Horror

Asylum

Modular horror asylum environment with a four-storey building, basement, 300+ props, procedural dirt shader, and mesh/light unloading for high FPS.

AsylumHorror

Resource overview

Projects that call for a sprawling horror setting usually run into the same wall: a large building with multiple floors, hundreds of dressed props, and numerous shadow-casting lights competing for frame time. Asylum is built for exactly that situation. The package delivers a complete four-storey hospital building with a basement, supplies more than three hundred props tailored to the hospital theme, and pairs them with technical systems that keep frame rates stable even when the level is huge and shadows are active across many light sources.

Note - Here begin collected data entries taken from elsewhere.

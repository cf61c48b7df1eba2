// Licensed to the Apache Software Foundation (ASF) under one
// or more contributor license agreements.  See the NOTICE file
// distributed with this work for additional information
// regarding copyright ownership.  The ASF licenses this file
// to you under the Apache License, Version 2.0 (the
// "License"); you may not use this file except in compliance
// with the License.  You may obtain a copy of the License at
//
//   http://www.apache.org/licenses/LICENSE-2.0
//
// Unless required by applicable law or agreed to in writing,
// software distributed under the License is distributed on an
// "AS IS" BASIS, WITHOUT WARRANTIES OR CONDITIONS OF ANY
// KIND, either express or implied.  See the License for the
// specific language governing permissions and limitations
// under the License.

//! Dynamic values produced by the run-time streamer.

/// A decoded member value.
#[derive(Clone, Debug, Default, PartialEq)]
pub enum Value {
    #[default]
    Null,
    Bool(bool),
    I8(i8),
    U8(u8),
    I16(i16),
    U16(u16),
    I32(i32),
    U32(u32),
    I64(i64),
    U64(u64),
    F32(f32),
    F64(f64),
    String(String),
    List(Vec<Value>),
    Object(Object),
}

macro_rules! impl_from_primitive {
    ($($ty:ty => $variant:ident),+ $(,)?) => {
        $(
            impl From<$ty> for Value {
                fn from(v: $ty) -> Self {
                    Value::$variant(v)
                }
            }
        )+
    };
}

impl_from_primitive!(
    bool => Bool,
    i8 => I8,
    u8 => U8,
    i16 => I16,
    u16 => U16,
    i32 => I32,
    u32 => U32,
    i64 => I64,
    u64 => U64,
    f32 => F32,
    f64 => F64,
    String => String,
    Object => Object,
);

impl From<&str> for Value {
    fn from(v: &str) -> Self {
        Value::String(v.to_string())
    }
}

impl<T: Into<Value>> From<Vec<T>> for Value {
    fn from(v: Vec<T>) -> Self {
        Value::List(v.into_iter().map(Into::into).collect())
    }
}

impl Value {
    /// Integer view of the value, used for counters.
    pub fn as_i64(&self) -> Option<i64> {
        match *self {
            Value::Bool(v) => Some(v as i64),
            Value::I8(v) => Some(v as i64),
            Value::U8(v) => Some(v as i64),
            Value::I16(v) => Some(v as i64),
            Value::U16(v) => Some(v as i64),
            Value::I32(v) => Some(v as i64),
            Value::U32(v) => Some(v as i64),
            Value::I64(v) => Some(v),
            Value::U64(v) => i64::try_from(v).ok(),
            _ => None,
        }
    }

    pub fn as_f64(&self) -> Option<f64> {
        match *self {
            Value::F32(v) => Some(v as f64),
            Value::F64(v) => Some(v),
            _ => self.as_i64().map(|v| v as f64),
        }
    }

    pub fn as_str(&self) -> Option<&str> {
        match self {
            Value::String(s) => Some(s),
            _ => None,
        }
    }

    pub fn as_list(&self) -> Option<&[Value]> {
        match self {
            Value::List(v) => Some(v),
            _ => None,
        }
    }

    pub fn as_object(&self) -> Option<&Object> {
        match self {
            Value::Object(obj) => Some(obj),
            _ => None,
        }
    }
}

/// A decoded object: its class and members in schema order.
#[derive(Clone, Debug, Default, PartialEq)]
pub struct Object {
    pub class: String,
    pub version: i16,
    pub fields: Vec<(String, Value)>,
}

impl Object {
    pub fn new(class: impl Into<String>, version: i16) -> Self {
        Object {
            class: class.into(),
            version,
            fields: Vec::new(),
        }
    }

    /// Builder-style member append.
    pub fn with(mut self, name: impl Into<String>, value: impl Into<Value>) -> Self {
        self.push(name, value);
        self
    }

    pub fn push(&mut self, name: impl Into<String>, value: impl Into<Value>) {
        self.fields.push((name.into(), value.into()));
    }

    pub fn class(&self) -> &str {
        &self.class
    }

    pub fn get(&self, name: &str) -> Option<&Value> {
        self.fields.iter().find(|(n, _)| n == name).map(|(_, v)| v)
    }

    pub fn len(&self) -> usize {
        self.fields.len()
    }

    pub fn is_empty(&self) -> bool {
        self.fields.is_empty()
    }
}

What the Asylum package ships with

At its core the package is a self-contained environment kit. The centrepiece is a fully finished four-storey building that includes a basement level. Rather than leaving the user to block out rooms from scratch, the package includes a demo scene that shows how the building and its props come together inside a playable context. A separate playable demo is also provided, with textures halved in that version to keep the download lighter and the run accessible, helping users tour the space before committing to full-resolution assets.

Alongside the building shell, the set brings more than three hundred props designed specifically for a hospital environment. The props are intended to populate the corridors, rooms, and basement spaces so that the layout does not feel sparse. The tagging on the package places it firmly in the modular, level, horror category, making clear that the pieces are meant to be assembled and recombined rather than treated as a locked diorama.

Procedural dirt through mesh distance fields

One of the more notable components is a procedural dirt shader applied to walls. Instead of relying on pre-baked grime textures alone, the shader uses mesh distance fields to generate dirt in a way that can respond to the geometry around it. For a horror asylum setting, where walls need to look neglected, stained, and aged without repetitive tiling artefacts, this approach gives the environment a grounded layer of surface variation. It also means the visual wear is tied to the scene's actual mesh layout rather than painted on as a static afterthought.

Keeping FPS high in large, shadow-heavy levels

Big horror levels often suffer when multiple light sources are allowed to cast shadows at once. The package handles this through a mesh and light unloading system. By shedding meshes and lights that are not currently relevant, the system keeps the frame rate high even when the overall level is huge and shadows are turned on across many light sources. The practical result is that users working on large asylum layouts do not have to choose between atmosphere and performance at the same scale: the unloading logic is already part of the package.

Building as modules: walls, floors, roofs, and back polygons

The package is modular by design, and that modularity comes with specific construction rules. Walls, floors, roofs, and certain props do not carry polygons on their back sides. They are built to be used as modules rather than standalone closed meshes. The intended workflow is to assemble surfaces from these pieces so that the unseen back geometry is never exposed, keeping poly count efficient for a large four-storey plus basement build.

Some pivot points are intentionally not centred, set that way to make placement easier when snapping pieces together for modular construction. Users who expect every pivot to sit at mesh centre may find this unusual at first, but the misalignment is a deliberate choice for faster modular assembly rather than an oversight.

Photographs, AI, and authenticity notes

The package contains photographs used in the set dressing. These photos are generated with the help of AI and are not images of real people. This detail matters for teams concerned about likeness rights or the use of real-world faces in a commercial project. Because the photographs are AI-produced and explicitly not of real individuals, they can be used with less worry about portraying actual persons within the asylum's interior decoration, framed wall art, or scattered documents.

Where the package fits best

The clearest fit is for teams building a horror asylum or hospital experience in Unreal Engine. With the building already finished across four storeys and a basement, the bulk of structural layout work is handled. The over three hundred hospital-themed props provide the dressing needed to sell a neglected medical facility, while the procedural dirt shader tied to mesh distance fields adds surface degradation without manual texturing overhead. The demo scene gives a direct reference for how the modular pieces, props, and shader combine in a real playable space.

Performance-minded developers working on large levels benefit most here. The mesh and light unloading system is the part that makes a sprawling, shadow-heavy asylum practical inside a real game rather than only as a cinematic flythrough. Teams that understand modular construction, accept back-less geometry, and want to keep many shadow-casting lights alive across a big level will find the package aligned with their needs.

Compatibility spans Unreal Engine 4.26 through 4.27 and continues across 5.0 to 5.7, so the package can move between late Unreal 4 projects and current Unreal 5 builds without being fixed to a single engine generation.

Who benefits most

Level designers and environment artists working on horror projects are the primary audience. The combination of a complete four-storey building, hundreds of hospital props, a procedural wall dirt shader, and a built-in mesh/light unloading system means that much of the heavy lifting for both atmosphere and performance is already handled. Smaller teams or solo developers who cannot afford to build, optimise, and dress an entire asylum from scratch get a functional, playable foundation the moment the package is in their project.